From the records beneath, determine how many lines contain "filename" and report only that figure.
START RECORDED INFORMATION
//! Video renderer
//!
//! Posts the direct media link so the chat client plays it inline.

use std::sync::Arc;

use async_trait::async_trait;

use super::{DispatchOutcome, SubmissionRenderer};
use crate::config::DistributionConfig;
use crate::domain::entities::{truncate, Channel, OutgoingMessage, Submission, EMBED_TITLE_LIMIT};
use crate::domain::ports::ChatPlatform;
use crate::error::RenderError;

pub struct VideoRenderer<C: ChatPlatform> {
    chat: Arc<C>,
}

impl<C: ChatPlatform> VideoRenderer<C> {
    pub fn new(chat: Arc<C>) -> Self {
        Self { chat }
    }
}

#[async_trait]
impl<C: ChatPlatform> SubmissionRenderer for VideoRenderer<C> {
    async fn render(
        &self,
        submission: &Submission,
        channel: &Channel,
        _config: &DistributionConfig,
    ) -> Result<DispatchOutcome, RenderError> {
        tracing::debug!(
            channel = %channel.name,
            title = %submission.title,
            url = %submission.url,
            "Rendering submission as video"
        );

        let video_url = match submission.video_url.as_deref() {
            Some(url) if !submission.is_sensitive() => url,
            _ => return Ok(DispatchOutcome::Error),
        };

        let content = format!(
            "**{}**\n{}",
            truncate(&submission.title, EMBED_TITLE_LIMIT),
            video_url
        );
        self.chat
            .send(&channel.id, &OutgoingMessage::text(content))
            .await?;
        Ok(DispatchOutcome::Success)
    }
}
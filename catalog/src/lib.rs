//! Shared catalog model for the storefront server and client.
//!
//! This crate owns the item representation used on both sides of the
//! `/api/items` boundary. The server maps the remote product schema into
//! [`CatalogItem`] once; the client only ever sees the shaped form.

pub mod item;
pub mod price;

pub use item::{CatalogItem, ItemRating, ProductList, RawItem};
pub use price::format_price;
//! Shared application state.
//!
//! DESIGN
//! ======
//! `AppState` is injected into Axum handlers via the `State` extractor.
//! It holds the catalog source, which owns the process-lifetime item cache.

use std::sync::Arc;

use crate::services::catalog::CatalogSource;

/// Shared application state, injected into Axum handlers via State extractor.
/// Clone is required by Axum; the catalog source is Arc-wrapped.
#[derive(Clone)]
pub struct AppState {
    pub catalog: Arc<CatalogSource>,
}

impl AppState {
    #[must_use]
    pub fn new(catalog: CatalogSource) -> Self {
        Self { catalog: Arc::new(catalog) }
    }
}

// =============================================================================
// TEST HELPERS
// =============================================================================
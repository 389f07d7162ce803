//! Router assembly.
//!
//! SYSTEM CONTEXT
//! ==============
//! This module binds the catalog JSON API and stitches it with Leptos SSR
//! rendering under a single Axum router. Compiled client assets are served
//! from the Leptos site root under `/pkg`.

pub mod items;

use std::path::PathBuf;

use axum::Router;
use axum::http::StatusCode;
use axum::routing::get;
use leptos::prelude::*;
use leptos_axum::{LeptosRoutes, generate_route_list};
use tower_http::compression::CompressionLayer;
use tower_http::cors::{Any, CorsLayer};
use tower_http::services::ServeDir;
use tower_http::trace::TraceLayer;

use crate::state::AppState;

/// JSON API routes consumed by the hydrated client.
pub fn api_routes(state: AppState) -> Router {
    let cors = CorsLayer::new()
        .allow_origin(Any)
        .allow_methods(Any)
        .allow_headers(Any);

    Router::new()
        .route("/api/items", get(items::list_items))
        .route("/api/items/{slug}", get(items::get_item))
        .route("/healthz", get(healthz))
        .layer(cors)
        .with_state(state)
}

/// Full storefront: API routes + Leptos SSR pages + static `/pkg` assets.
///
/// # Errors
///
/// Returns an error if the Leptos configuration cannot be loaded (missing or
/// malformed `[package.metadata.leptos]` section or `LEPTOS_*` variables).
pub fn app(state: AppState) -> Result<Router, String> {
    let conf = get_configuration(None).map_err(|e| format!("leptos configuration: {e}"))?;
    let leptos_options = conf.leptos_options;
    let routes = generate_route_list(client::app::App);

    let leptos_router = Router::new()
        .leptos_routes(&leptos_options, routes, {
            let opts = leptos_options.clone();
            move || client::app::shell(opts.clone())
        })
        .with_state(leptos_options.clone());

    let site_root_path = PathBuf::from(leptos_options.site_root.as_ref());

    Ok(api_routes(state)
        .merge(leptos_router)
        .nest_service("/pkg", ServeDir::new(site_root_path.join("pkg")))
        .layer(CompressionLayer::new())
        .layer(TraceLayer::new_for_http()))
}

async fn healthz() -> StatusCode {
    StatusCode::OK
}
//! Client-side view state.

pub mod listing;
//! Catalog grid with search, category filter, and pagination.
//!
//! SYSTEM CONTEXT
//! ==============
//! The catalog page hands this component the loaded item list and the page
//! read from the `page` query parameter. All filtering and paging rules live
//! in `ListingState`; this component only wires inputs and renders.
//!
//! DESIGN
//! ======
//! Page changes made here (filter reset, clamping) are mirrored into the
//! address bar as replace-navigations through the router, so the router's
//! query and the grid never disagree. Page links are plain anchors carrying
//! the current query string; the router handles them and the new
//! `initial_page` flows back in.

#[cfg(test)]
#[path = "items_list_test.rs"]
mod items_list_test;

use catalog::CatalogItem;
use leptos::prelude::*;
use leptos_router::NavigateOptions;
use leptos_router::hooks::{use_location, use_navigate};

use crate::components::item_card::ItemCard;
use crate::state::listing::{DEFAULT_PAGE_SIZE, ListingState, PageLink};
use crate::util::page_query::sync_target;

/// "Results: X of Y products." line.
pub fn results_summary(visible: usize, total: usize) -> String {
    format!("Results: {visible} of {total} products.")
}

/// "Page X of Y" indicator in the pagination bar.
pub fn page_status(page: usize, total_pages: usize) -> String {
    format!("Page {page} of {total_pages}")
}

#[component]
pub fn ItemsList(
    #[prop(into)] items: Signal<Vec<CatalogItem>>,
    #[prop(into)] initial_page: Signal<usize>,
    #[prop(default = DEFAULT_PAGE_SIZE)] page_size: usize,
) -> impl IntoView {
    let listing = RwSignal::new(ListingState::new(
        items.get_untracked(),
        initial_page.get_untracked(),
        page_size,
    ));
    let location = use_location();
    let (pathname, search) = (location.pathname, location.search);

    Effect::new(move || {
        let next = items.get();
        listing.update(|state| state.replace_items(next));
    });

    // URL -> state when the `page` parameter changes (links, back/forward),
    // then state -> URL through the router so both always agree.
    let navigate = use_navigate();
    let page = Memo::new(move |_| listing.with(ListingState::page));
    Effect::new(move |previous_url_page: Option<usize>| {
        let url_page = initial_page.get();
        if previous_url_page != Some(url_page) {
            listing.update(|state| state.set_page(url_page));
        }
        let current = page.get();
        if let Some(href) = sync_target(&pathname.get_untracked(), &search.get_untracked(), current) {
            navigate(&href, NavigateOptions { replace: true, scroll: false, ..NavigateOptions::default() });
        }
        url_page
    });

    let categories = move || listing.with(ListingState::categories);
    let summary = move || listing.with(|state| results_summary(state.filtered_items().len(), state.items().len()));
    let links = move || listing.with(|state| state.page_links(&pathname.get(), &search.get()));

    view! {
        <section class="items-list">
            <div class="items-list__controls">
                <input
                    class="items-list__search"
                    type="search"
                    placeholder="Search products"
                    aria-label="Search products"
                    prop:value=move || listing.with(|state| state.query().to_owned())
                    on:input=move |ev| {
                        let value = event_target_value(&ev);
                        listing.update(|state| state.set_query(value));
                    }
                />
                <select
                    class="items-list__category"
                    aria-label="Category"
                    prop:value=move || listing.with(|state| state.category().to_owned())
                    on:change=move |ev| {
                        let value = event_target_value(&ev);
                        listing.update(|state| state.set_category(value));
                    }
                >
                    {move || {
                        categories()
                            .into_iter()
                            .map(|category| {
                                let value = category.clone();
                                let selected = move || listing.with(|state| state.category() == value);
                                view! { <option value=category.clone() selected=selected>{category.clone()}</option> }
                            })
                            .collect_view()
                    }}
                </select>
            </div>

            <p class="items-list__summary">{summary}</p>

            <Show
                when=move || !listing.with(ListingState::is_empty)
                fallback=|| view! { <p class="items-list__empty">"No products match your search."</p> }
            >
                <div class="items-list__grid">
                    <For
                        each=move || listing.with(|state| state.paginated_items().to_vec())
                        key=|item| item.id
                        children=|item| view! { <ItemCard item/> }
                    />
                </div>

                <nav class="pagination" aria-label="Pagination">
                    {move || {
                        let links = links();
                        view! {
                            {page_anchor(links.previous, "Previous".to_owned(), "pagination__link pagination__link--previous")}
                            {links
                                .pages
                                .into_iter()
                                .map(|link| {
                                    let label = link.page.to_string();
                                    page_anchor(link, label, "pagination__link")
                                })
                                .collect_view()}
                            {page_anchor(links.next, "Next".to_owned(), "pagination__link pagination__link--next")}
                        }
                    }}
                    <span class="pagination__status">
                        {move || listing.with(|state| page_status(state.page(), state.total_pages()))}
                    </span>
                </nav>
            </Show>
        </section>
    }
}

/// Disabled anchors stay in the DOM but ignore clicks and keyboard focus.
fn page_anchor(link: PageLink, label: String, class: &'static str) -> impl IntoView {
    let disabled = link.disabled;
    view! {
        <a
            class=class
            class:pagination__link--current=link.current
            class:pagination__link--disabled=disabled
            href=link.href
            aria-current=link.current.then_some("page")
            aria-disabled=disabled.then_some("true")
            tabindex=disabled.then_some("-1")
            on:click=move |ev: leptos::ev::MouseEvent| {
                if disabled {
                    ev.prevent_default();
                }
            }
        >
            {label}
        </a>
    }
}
END RECORDED INFORMATION
START RECORDED INFORMATION
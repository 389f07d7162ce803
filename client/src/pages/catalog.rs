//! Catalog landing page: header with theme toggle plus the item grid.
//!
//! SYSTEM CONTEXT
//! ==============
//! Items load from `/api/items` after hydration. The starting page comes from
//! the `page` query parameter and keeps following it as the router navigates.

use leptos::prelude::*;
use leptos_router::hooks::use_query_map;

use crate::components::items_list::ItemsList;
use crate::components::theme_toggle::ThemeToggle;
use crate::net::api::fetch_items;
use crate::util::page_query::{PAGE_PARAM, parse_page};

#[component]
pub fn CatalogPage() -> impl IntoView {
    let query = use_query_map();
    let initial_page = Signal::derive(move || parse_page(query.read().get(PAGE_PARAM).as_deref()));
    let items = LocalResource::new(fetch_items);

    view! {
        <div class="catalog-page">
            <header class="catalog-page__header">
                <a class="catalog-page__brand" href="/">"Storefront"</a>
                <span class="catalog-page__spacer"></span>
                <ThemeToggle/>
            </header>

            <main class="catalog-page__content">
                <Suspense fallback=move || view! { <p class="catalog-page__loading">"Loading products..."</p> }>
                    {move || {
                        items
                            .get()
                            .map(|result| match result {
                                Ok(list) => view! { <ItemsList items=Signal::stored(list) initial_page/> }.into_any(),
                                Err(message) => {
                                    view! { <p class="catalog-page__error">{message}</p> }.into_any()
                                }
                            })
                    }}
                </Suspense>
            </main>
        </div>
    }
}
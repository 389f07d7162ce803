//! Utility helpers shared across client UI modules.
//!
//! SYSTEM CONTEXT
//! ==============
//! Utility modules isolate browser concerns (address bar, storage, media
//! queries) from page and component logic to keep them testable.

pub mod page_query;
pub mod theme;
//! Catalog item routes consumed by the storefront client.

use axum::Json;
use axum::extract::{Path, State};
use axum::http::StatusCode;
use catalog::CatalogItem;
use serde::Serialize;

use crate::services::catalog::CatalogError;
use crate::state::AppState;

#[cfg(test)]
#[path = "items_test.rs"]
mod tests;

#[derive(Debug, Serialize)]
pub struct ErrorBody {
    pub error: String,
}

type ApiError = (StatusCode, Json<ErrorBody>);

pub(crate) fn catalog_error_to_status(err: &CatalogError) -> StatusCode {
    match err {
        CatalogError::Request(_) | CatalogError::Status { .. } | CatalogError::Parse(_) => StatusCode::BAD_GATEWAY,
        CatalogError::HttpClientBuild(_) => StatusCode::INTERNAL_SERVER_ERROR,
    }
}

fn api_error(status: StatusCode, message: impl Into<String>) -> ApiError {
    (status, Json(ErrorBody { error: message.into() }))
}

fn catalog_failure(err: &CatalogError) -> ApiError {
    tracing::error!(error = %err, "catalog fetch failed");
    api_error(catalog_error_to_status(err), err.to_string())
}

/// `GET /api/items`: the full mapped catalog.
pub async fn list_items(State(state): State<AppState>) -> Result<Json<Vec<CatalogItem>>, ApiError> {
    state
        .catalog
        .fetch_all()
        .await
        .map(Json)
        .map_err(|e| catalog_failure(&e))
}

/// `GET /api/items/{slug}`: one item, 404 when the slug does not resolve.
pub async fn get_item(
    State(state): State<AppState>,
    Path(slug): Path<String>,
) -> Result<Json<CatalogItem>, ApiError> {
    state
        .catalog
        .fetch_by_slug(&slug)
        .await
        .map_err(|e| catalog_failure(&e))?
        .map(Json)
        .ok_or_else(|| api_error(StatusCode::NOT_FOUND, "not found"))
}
END RECORDED INFORMATION
• _REPLY TO THE TASK_:
2